Shengjie Zhang Shengjie Zhang - 3 months ago 12
Python Question

Python networkx link prediction with adamic_adar_index

I have a networkx graph object, which is weighted and undirected.
I'm trying to predict 10 new links for every nodes with Adamic Adar Index. The function adamic_adar_index in Networkx returns a generator of tuples, which are formatted as (nodeid1, nodeid2, adamic_adar_index). I'm not familiar generators in Python. What I want to do is group the generator by nodeid1 and return the largest 10 index for nodeid1.

Here is my code, where "coauthor" is the network object and "preds" is the generator. The data file is here https://www.dropbox.com/s/hyr1hgjs4yt03x2/coauthor.csv?dl=0

import csv
import networkx as nx
g = nx.read_weighted_edgelist("coauthor.csv", delimiter='\t', encoding='utf-8')
coauthor = nx.read_weighted_edgelist("coauthor.csv", delimiter='\t', encoding='utf-8')
preds = nx.adamic_adar_index(coauthor)

Answer

Take a look at heapq.nlargest It takes an iterable and returns the n largest things in that iterable. Since I don't have your coauthor list, I'll use the karate graph. Instead of looking at all non-edges right away (as adamic_adar_index does by default), I'm going to go through each node u in G and do this for all non neighbors of u

import networkx as nx
import heapq


def nonedges(G,u):  #a generator with (u,v) for every non neighbor v
    for v in nx.non_neighbors(G, u):
        yield (u, v)


G = nx.karate_club_graph()

for u in G.nodes_iter():# you may want to check that there will be at least 10 choices.
    preds = nx.adamic_adar_index(G,nonedges(G,u))
    tenlargest = heapq.nlargest(10, preds, key = lambda x: x[2])
    print tenlargest

Warning: if you aren't careful here there's a bug in the algorithm you described: for node 1 you might find that some of the tuples are being returned as (1, 2, 3.2), (1, 3, 0.3), (4, 1, 100). The way you've described your grouping, you'll miss the (4,1) pair. My example checks each pair twice to avoid this. It may be possible to eliminate this duplication of computer effort with some effort on your part.
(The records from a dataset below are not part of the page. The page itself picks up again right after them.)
use async_trait::async_trait;
use std::fmt::Debug;

use crate::domain::DomainError;

/// Turns query text into a dense vector for nearest-neighbour search
#[async_trait]
pub trait EmbeddingProvider: Send + Sync + Debug {
    /// Embed a single text with `model`
    async fn embed(&self, model: &str, text: &str) -> Result<Vec<f32>, DomainError>;

    /// Get the provider name
    fn provider_name(&self) -> &'static str;
}

#[cfg(test)]
pub mod mock {
    use super::*;

    /// Deterministic vectors derived from the input bytes
    #[derive(Debug)]
    pub struct MockEmbeddingProvider {
        dimensions: usize,
        error: Option<String>,
    }

    impl MockEmbeddingProvider {
        pub fn new(dimensions: usize) -> Self {
            Self {
                dimensions,
                error: None,
            }
        }

        pub fn with_error(mut self, error: impl Into<String>) -> Self {
            self.error = Some(error.into());
            self
        }
    }

    #[async_trait]
    impl EmbeddingProvider for MockEmbeddingProvider {
        async fn embed(&self, _model: &str, text: &str) -> Result<Vec<f32>, DomainError> {
            if let Some(ref error) = self.error {
                return Err(DomainError::provider("mock", error));
            }

            let hash = text.bytes().fold(0u64, |acc, b| acc.wrapping_add(b as u64));
            Ok((0..self.dimensions)
                .map(|i| ((hash.wrapping_add(i as u64) % 1000) as f32 / 1000.0) - 0.5)
                .collect())
        }

        fn provider_name(&self) -> &'static str {
            "mock"
        }
    }

    #[cfg(test)]
    mod tests {
        use super::*;

        #[tokio::test]
        async fn test_mock_embeddings_are_deterministic() {
            let provider = MockEmbeddingProvider::new(8);

            let first = provider.embed("m", "redis cache").await.unwrap();
            let second = provider.embed("m", "redis cache").await.unwrap();

            assert_eq!(first.len(), 8);
            assert_eq!(first, second);
        }

        #[tokio::test]
        async fn test_mock_error() {
            let provider = MockEmbeddingProvider::new(8).with_error("down");
            assert!(provider.embed("m", "x").await.is_err());
        }
    }
}
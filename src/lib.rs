//! RAG Guardrails
//!
//! Grounded question answering over a vector index, with guardrails on:
//! - Input (length, truncation, instruction-override deny-list)
//! - Retrieval (distance threshold, chunk length, degenerate content)
//! - Output (not-found sentinel, source citation, lexical fidelity)

pub mod cli;
pub mod config;
pub mod domain;
pub mod infrastructure;

pub use config::AppConfig;
pub use domain::{DomainError, PipelineResult, PipelineStatus};
pub use infrastructure::GuardrailPipeline;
Generators and iterators are closely related. More info on iterators is at https://docs.python.org/2/glossary.html#term-iterator (you can also find generators on that page). You can think of it as being a list, but there are rules about how you're allowed to access it. Each time you look at it, you get the next element. Once you look at the element, it's removed from the iterator. You can only get one thing at a time from the iterator. In the computer memory, it doesn't have to hold the entire thing (it generates the next element when it's asked for it). So for example, you can see I used an iterator rather than G.nodes() in my loop. This means that the computer never had to hold all the nodes in G in its memory.

for u in G.nodes_iter():

versus

for u in G.nodes()